Em Salcedo, cidade ao sul de Quito, Jijón, a proprietária da sorveteria, não é a única pessoa que luta para manter os produtos congelados. O sorvete é indispensável para a cidade, que é famosa pela venda de picolés com camadas de creme e frutas, inventados por freiras franciscanas. Mas, quando os cortes de energia começaram, a Los Helados de Salcedo, uma das maiores empresas da cidade, perdeu imediatamente dezenas de milhares de dólares em produtos, que derreteram diante dos olhos dos funcionários.
Em seguida, lojas pequenas que vendiam seus sorvetes pararam de fazer pedidos – os proprietários também não conseguiam mantê-los congelados. Em novembro, Paco Hinojosa, de 58 anos, diretor-geral da empresa, calculou que poderiam sobreviver por “mais três meses”.

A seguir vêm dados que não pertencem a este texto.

//! `set` subcommand — apply FIELD=VALUE edits and push one `config`.

use super::{ConfigField, DeviceCommand, GlobalOpts, LedlinkError, Result, Rgb, color};

/// One parsed command-line edit.
#[derive(Debug, Clone, PartialEq)]
pub(super) enum Edit {
    Field(ConfigField, String),
    /// `color=...` sets all three solid channels at once.
    Solid(Rgb),
}

pub(super) fn parse_assignment(s: &str) -> Result<Edit> {
    let Some((key, value)) = s.split_once('=') else {
        return Err(LedlinkError::Config(format!(
            "expected FIELD=VALUE, got \"{s}\""
        )));
    };
    let key = key.trim();
    if key.eq_ignore_ascii_case("color") {
        return Ok(Edit::Solid(color::parse_color(value)?));
    }
    let field: ConfigField = key.parse()?;
    Ok(Edit::Field(field, value.trim().to_string()))
}

pub(super) fn cmd_set(opts: &GlobalOpts, assignments: &[String]) -> Result<()> {
    // Reject typos before touching the network.
    let edits = assignments
        .iter()
        .map(|a| parse_assignment(a))
        .collect::<Result<Vec<_>>>()?;

    let ctrl = super::connected(opts)?;
    for edit in &edits {
        match edit {
            Edit::Field(field, value) => ctrl.update_config(*field, value)?,
            Edit::Solid(c) => ctrl.edit_config(|cfg| {
                cfg.solid_r = c.r;
                cfg.solid_g = c.g;
                cfg.solid_b = c.b;
            }),
        }
    }
    ctrl.send_immediate(DeviceCommand::Config(ctrl.config().normalized()))?;
    println!(
        "Updated {} field{} on {}.",
        edits.len(),
        if edits.len() == 1 { "" } else { "s" },
        ctrl.peer()
    );
    Ok(())
}

#[cfg(test)]
mod tests {
    use super::*;

    #[test]
    fn parse_field_assignment() {
        assert_eq!(
            parse_assignment("bright=200").unwrap(),
            Edit::Field(ConfigField::Bright, "200".into())
        );
        assert_eq!(
            parse_assignment(" Effect = comet").unwrap(),
            Edit::Field(ConfigField::Effect, "comet".into())
        );
    }

    #[test]
    fn parse_color_assignment() {
        assert_eq!(
            parse_assignment("color=#FF8000").unwrap(),
            Edit::Solid(Rgb::new(255, 128, 0))
        );
        assert!(parse_assignment("color=nope").is_err());
    }

    #[test]
    fn parse_rejects_missing_equals_and_unknown_field() {
        assert!(parse_assignment("bright").is_err());
        assert!(parse_assignment("speed=3").is_err());
    }
}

Talvez os mais atingidos sejam os equatorianos mais pobres, que não têm um sistema de apoio. Certo fim de tarde, no norte de Quito, o último raio de luz do dia iluminava o quarto de Katherine Mantilla, de 19 anos. Em sua cama, apoiada em blocos de concreto, ela segurava nos braços Kenya, sua filha recém-nascida.
A criança nasceu em outubro, um mês depois do início da crise energética, com problemas respiratórios. Os médicos a enviaram para casa com um cilindro de oxigênio e as instruções para usá-lo regularmente. Mas Mantilla havia perdido sua renda. Ela vendia sanduíches nos sinais de trânsito e ganhava US$ 8 por dia. Quando os semáforos deixaram de funcionar por falta de energia, as pessoas simplesmente passaram a não parar nos cruzamentos, ignorando as jovens com os braços cheios de lanches.
Agora, Mantilla não tem dinheiro para recarregar o cilindro de oxigênio – nem para comprar uma lanterna. Ela contou que, à noite, é tomada pelo pânico de que o peito de Kenya pare de se movimentar e ela não perceba. “Se ela parar de respirar, se mudar de cor, como é que vou ver?”